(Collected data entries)
================================
pub mod api;
pub mod auth;
pub mod config;
pub mod db;
pub mod error;
pub mod models;
pub mod services;
pub mod state;

pub use api::router;
pub use config::Config;
pub use state::AppState;
use std::str::FromStr;

use serde::{Deserialize, Serialize};
use sqlx::FromRow;

use super::validation::{MissingFields, provided};
use crate::error::AppError;

#[derive(Debug, Clone, Copy, PartialEq, Eq, Serialize, Deserialize, sqlx::Type)]
#[serde(rename_all = "UPPERCASE", try_from = "String")]
#[sqlx(rename_all = "UPPERCASE")]
pub enum Priority {
    High,
    Medium,
    Low,
}

impl FromStr for Priority {
    type Err = AppError;

    fn from_str(s: &str) -> Result<Self, Self::Err> {
        match s.trim().to_uppercase().as_str() {
            "HIGH" => Ok(Priority::High),
            "MEDIUM" => Ok(Priority::Medium),
            "LOW" => Ok(Priority::Low),
            _ => Err(AppError::Validation(format!("Invalid priority: {}", s))),
        }
    }
}

impl TryFrom<String> for Priority {
    type Error = AppError;

    fn try_from(value: String) -> Result<Self, Self::Error> {
        value.parse()
    }
}

#[derive(Debug, Clone, Serialize, Deserialize, FromRow)]
#[serde(rename_all = "camelCase")]
pub struct Material {
    pub id: String,
    pub title: String,
    pub description: String,
    pub category: String,
    pub subject: String,
    pub priority: Priority,
    pub instructor_id: String,
    pub instructor_name: Option<String>,
    pub instructor_email: Option<String>,
    pub deleted: bool,
    pub deleted_at: Option<String>,
    pub deleted_by: Option<String>,
    pub created_at: String,
    pub updated_at: String,
}

/// Create and update bodies share this shape; the dashboard sends the
/// Indonesian field names.
#[derive(Debug, Clone, Default, Deserialize)]
pub struct MaterialRequest {
    #[serde(alias = "judul")]
    pub title: Option<String>,
    #[serde(alias = "deskripsi")]
    pub description: Option<String>,
    pub category: Option<String>,
    pub subject: Option<String>,
    pub priority: Option<String>,
}

#[derive(Debug, Clone)]
pub struct NewMaterial {
    pub title: String,
    pub description: String,
    pub category: String,
    pub subject: String,
    pub priority: Priority,
}

#[derive(Debug, Clone, Default)]
pub struct MaterialChanges {
    pub title: Option<String>,
    pub description: Option<String>,
    pub category: Option<String>,
    pub subject: Option<String>,
    pub priority: Option<Priority>,
}

impl MaterialRequest {
    pub fn validate_new(self) -> Result<NewMaterial, AppError> {
        let mut missing = MissingFields::default();
        let title = missing.take("judul", self.title);
        let description = missing.take("deskripsi", self.description);
        let category = missing.take("category", self.category);
        let subject = missing.take("subject", self.subject);
        let priority = missing.take("priority", self.priority);
        missing.check()?;

        Ok(NewMaterial {
            title,
            description,
            category,
            subject,
            priority: priority.parse()?,
        })
    }

    pub fn validate_changes(self) -> Result<MaterialChanges, AppError> {
        let changes = MaterialChanges {
            title: provided(self.title),
            description: provided(self.description),
            category: provided(self.category),
            subject: provided(self.subject),
            priority: provided(self.priority).map(|p| p.parse()).transpose()?,
        };

        if changes.title.is_none()
            && changes.description.is_none()
            && changes.category.is_none()
            && changes.subject.is_none()
            && changes.priority.is_none()
        {
            return Err(AppError::Validation("No fields to update".to_string()));
        }
        Ok(changes)
    }
}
================================
• _BRIEF_
Only the lines from the start of the data to the line holding "type Err = AppError;" are wanted; return them exactly, both ends included.

• _TASK OUTPUT_
pub mod api;
pub mod auth;
pub mod config;
pub mod db;
pub mod error;
pub mod models;
pub mod services;
pub mod state;

pub use api::router;
pub use config::Config;
pub use state::AppState;
use std::str::FromStr;

use serde::{Deserialize, Serialize};
use sqlx::FromRow;

use super::validation::{MissingFields, provided};
use crate::error::AppError;

#[derive(Debug, Clone, Copy, PartialEq, Eq, Serialize, Deserialize, sqlx::Type)]
#[serde(rename_all = "UPPERCASE", try_from = "String")]
#[sqlx(rename_all = "UPPERCASE")]
pub enum Priority {
    High,
    Medium,
    Low,
}

impl FromStr for Priority {
    type Err = AppError;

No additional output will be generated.